Read the records below and copy each line that contains "CREATED".

** Records for processing follows **

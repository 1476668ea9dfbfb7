use axum::{
    Json,
    extract::{
        Multipart, Path, Query, State,
        multipart::MultipartRejection,
        rejection::JsonRejection,
    },
    http::StatusCode,
};

use crate::{
    error::Result,
    handlers::{acquire_db_connection, json_body, log_handler_error, multipart::read_form},
    models::{
        media::DEFAULT_MAX_IMAGE_BYTES,
        pagination::ListQuery,
        participants::{ParticipantReceipt, UpdateParticipantStatusHttp},
    },
    services::participants::{self, PHOTO_FIELD},
    state::AppState,
};

/// POST /api/participants
///
/// Public participation form (`multipart/form-data`).
///
/// # Form Fields
/// - `firstName`, `lastName`, `email`, `phone` (required)
/// - `age` (16-80), `city`, `description` (optional)
/// - `photo`: JPEG/PNG/WEBP image up to 5 MB (required)
///
/// # HTTP Status Codes
/// - `201 CREATED`: Participation recorded
/// - `400 BAD_REQUEST`: Invalid form, every failing field is listed
/// - `409 CONFLICT`: Email already registered
/// - `500 INTERNAL_SERVER_ERROR`: Image upload or database failure
pub async fn submit_participation(
    State(state): State<AppState>,
    multipart: std::result::Result<Multipart, MultipartRejection>,
) -> Result<(StatusCode, Json<serde_json::Value>)> {
    let form = read_form(multipart, PHOTO_FIELD, DEFAULT_MAX_IMAGE_BYTES)
        .await
        .inspect_err(|e| log_handler_error("submit_participation", e))?;

    let mut conn = acquire_db_connection(&state, "submit_participation").await?;

    let participant = participants::submit_participation(
        &mut conn,
        state.media.as_ref(),
        &state.notifier,
        &form,
    )
    .await
    .inspect_err(|e| log_handler_error("submit_participation", e))?;

    tracing::info!(participant_id = %participant.id, "Participation recorded");

    Ok((
        StatusCode::CREATED,
        Json(serde_json::json!({
            "success": true,
            "message": "Participation enregistrée avec succès! Un email de confirmation vous a été envoyé.",
            "participant": ParticipantReceipt::from(&participant),
        })),
    ))
}

/// GET /api/participants
///
/// # Query Parameters
/// - `search`: matches first name, last name, email or city
/// - `status`: `pending` | `approved` | `rejected` | `all`
/// - `selected`: `selected` | `unselected` | `all`
/// - `page` (default 1), `limit` (default 10, max 100)
pub async fn list_participants(
    State(state): State<AppState>,
    Query(query): Query<ListQuery>,
) -> Result<Json<serde_json::Value>> {
    let mut conn = acquire_db_connection(&state, "list_participants").await?;

    let page = participants::list_participants(&mut conn, &query)
        .await
        .inspect_err(|e| log_handler_error("list_participants", e))?;

    Ok(Json(serde_json::json!({
        "success": true,
        "participants": page.items,
        "pagination": page.pagination,
    })))
}

/// GET /api/participants/:id
pub async fn get_participant(
    State(state): State<AppState>,
    Path(id): Path<String>,
) -> Result<Json<serde_json::Value>> {
    let mut conn = acquire_db_connection(&state, "get_participant").await?;

    let participant = participants::get_participant(&mut conn, &id)
        .await
        .inspect_err(|e| log_handler_error("get_participant", e))?;

    Ok(Json(serde_json::json!({
        "success": true,
        "participant": participant,
    })))
}

/// DELETE /api/participants/:id
///
/// Deletes the record, then releases its photo from storage.
pub async fn delete_participant(
    State(state): State<AppState>,
    Path(id): Path<String>,
) -> Result<Json<serde_json::Value>> {
    let mut conn = acquire_db_connection(&state, "delete_participant").await?;

    participants::delete_participant(&mut conn, state.media.as_ref(), &id)
        .await
        .inspect_err(|e| log_handler_error("delete_participant", e))?;

    tracing::info!(participant_id = %id, "Participant deleted");

    Ok(Json(serde_json::json!({
        "success": true,
        "message": "Participant supprimé avec succès",
    })))
}

/// PATCH /api/participants/:id/select
pub async fn toggle_participant_selection(
    State(state): State<AppState>,
    Path(id): Path<String>,
) -> Result<Json<serde_json::Value>> {
    let mut conn = acquire_db_connection(&state, "toggle_participant_selection").await?;

    let participant = participants::toggle_selected(&mut conn, &id)
        .await
        .inspect_err(|e| log_handler_error("toggle_participant_selection", e))?;

    let message = if participant.selected {
        "Participant sélectionné"
    } else {
        "Participant désélectionné"
    };

    Ok(Json(serde_json::json!({
        "success": true,
        "message": message,
        "participant": participant,
    })))
}

/// PATCH /api/participants/:id/status
///
/// # Request Body
/// - `status`: `pending` | `approved` | `rejected` (optional)
/// - `notes`: up to 500 characters, empty string clears (optional)
pub async fn update_participant_status(
    State(state): State<AppState>,
    Path(id): Path<String>,
    payload: std::result::Result<Json<UpdateParticipantStatusHttp>, JsonRejection>,
) -> Result<Json<serde_json::Value>> {
    let request = json_body(payload, "update_participant_status")?;
    let mut conn = acquire_db_connection(&state, "update_participant_status").await?;

    let participant = participants::update_status(&mut conn, &id, request)
        .await
        .inspect_err(|e| log_handler_error("update_participant_status", e))?;

    Ok(Json(serde_json::json!({
        "success": true,
        "message": "Statut mis à jour avec succès",
        "participant": participant,
    })))
}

** End of Records for processing **

> **Worked solution**
/// - `201 CREATED`: Participation recorded
        StatusCode::CREATED,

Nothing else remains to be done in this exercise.